Embedded optimization-based controllers for industrial processes

Conference Article

Conference

IEEE Colombian Conference on Automatic Control (CCAC)

Edition

3rd

Pages

1-6

Doc link

http://dx.doi.org/10.1109/CCAC.2017.8276432

File

Download the digital copy of the doc pdf document

Abstract

Due to the growth of computational capabilities and the proliferation of field-programmable gate arrays (FPGA), the utilization of model predictive control (MPC) for embedded applications in the industry has become a possibility and a fact.
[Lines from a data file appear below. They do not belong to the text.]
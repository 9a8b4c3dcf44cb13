/// Response Formatting
///
/// Renders tool results as JSON text in the output mode the caller asked for.

use serde::{Deserialize, Serialize};

/// Names accepted by the `outputMode` tool parameter.
pub const OUTPUT_MODES: &[&str] = &["json", "compact-json"];

#[derive(Debug, Clone, Copy, Default, PartialEq, Eq, Serialize, Deserialize)]
pub enum OutputMode {
    /// 2-space indented JSON
    #[default]
    #[serde(rename = "json")]
    Json,
    /// JSON without any inserted whitespace
    #[serde(rename = "compact-json")]
    CompactJson,
}

/// Serialize `value` according to `mode`.
///
/// A compact serialization failure is logged and retried once as pretty
/// JSON; if that fails too the error is returned to the caller.
pub fn format_response<T>(value: &T, mode: OutputMode) -> Result<String, serde_json::Error>
where
    T: Serialize + ?Sized,
{
    match mode {
        OutputMode::Json => serde_json::to_string_pretty(value),
        OutputMode::CompactJson => serde_json::to_string(value).or_else(|e| {
            tracing::warn!(error = %e, "compact serialization failed, retrying as pretty JSON");
            serde_json::to_string_pretty(value)
        }),
    }
}
/// Error Types
///
/// Each layer of the server has its own error type. Only `DispatchError`
/// reaches the client as a JSON-RPC error; `ToolError` is rendered in-band
/// as an "Error: ..." text block by the call boundary.

use std::path::PathBuf;
use thiserror::Error;

use crate::core::protocol::MCPError;
use crate::tools::ToolId;

/// Raised when call arguments violate a tool's declared parameter schema.
#[derive(Debug, Error, PartialEq)]
pub enum ValidationError {
    #[error("arguments must be a JSON object")]
    NotAnObject,

    #[error("missing required parameter: {0}")]
    Missing(String),

    #[error("parameter '{name}' must be {expected}")]
    WrongType { name: String, expected: &'static str },

    #[error("parameter '{name}' must be between {min} and {max}, got {value}")]
    OutOfRange {
        name: String,
        min: i64,
        max: i64,
        value: i64,
    },

    #[error("parameter '{name}' must be one of [{allowed}], got '{value}'")]
    NotInEnum {
        name: String,
        allowed: String,
        value: String,
    },
}

/// Failure inside a tool handler body.
#[derive(Debug, Error)]
pub enum ToolError {
    #[error("invalid arguments: {0}")]
    Arguments(#[source] serde_json::Error),

    #[error("failed to format response: {0}")]
    Format(#[from] serde_json::Error),
}

#[derive(Debug, Error, PartialEq)]
pub enum RegistryError {
    #[error("tool '{0}' is already registered")]
    DuplicateTool(ToolId),
}

/// Protocol-level failure of a `tools/call` request.
#[derive(Debug, Error)]
pub enum DispatchError {
    #[error("Invalid params")]
    MissingParams,

    #[error("Unknown tool: {0}")]
    UnknownTool(String),

    #[error("Invalid arguments for tool '{tool}': {source}")]
    InvalidArguments {
        tool: ToolId,
        #[source]
        source: ValidationError,
    },
}

impl DispatchError {
    pub fn to_rpc_error(&self) -> MCPError {
        match self {
            DispatchError::UnknownTool(_) => MCPError::method_not_found(self.to_string()),
            DispatchError::MissingParams | DispatchError::InvalidArguments { .. } => {
                MCPError::invalid_params(self.to_string())
            }
        }
    }
}

#[derive(Debug, Error)]
pub enum ConfigError {
    #[error("invalid transport mode '{0}', must be 'stdio', 'http', or 'both'")]
    InvalidTransport(String),

    #[error("failed to read config file {path}: {source}")]
    Read {
        path: PathBuf,
        #[source]
        source: std::io::Error,
    },

    #[error("failed to parse config file {path}: {source}")]
    Parse {
        path: PathBuf,
        #[source]
        source: serde_yaml::Error,
    },

    #[error("invalid settings for tool '{tool}': {source}")]
    ToolSettings {
        tool: ToolId,
        #[source]
        source: serde_json::Error,
    },

    #[error(transparent)]
    Registry(#[from] RegistryError),
}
This paper presents and discusses the possibilities of the use of online MPC, embedded in an educational device from National Instruments, using two different optimization algorithms and code generators, which have come out in recent years by the academia: CVXGEN, which implements a primal-dual interior-point algorithm, and qpOASES, which relies on the online active-set strategy algorithm. Both algorithms have been tested both in simulation and in real-time experimentation to control a four-tank pilot plant.

Categories

automation, control theory, optimisation.

Author keywords

real-time control, industrial process, four-tanks system, myRio device

Scientific reference

C. Ibáñez, C. Ocampo-Martínez and B. González. Embedded optimization-based controllers for industrial processes, 3rd IEEE Colombian Conference on Automatic Control, 2017, Cartagena, pp. 1-6.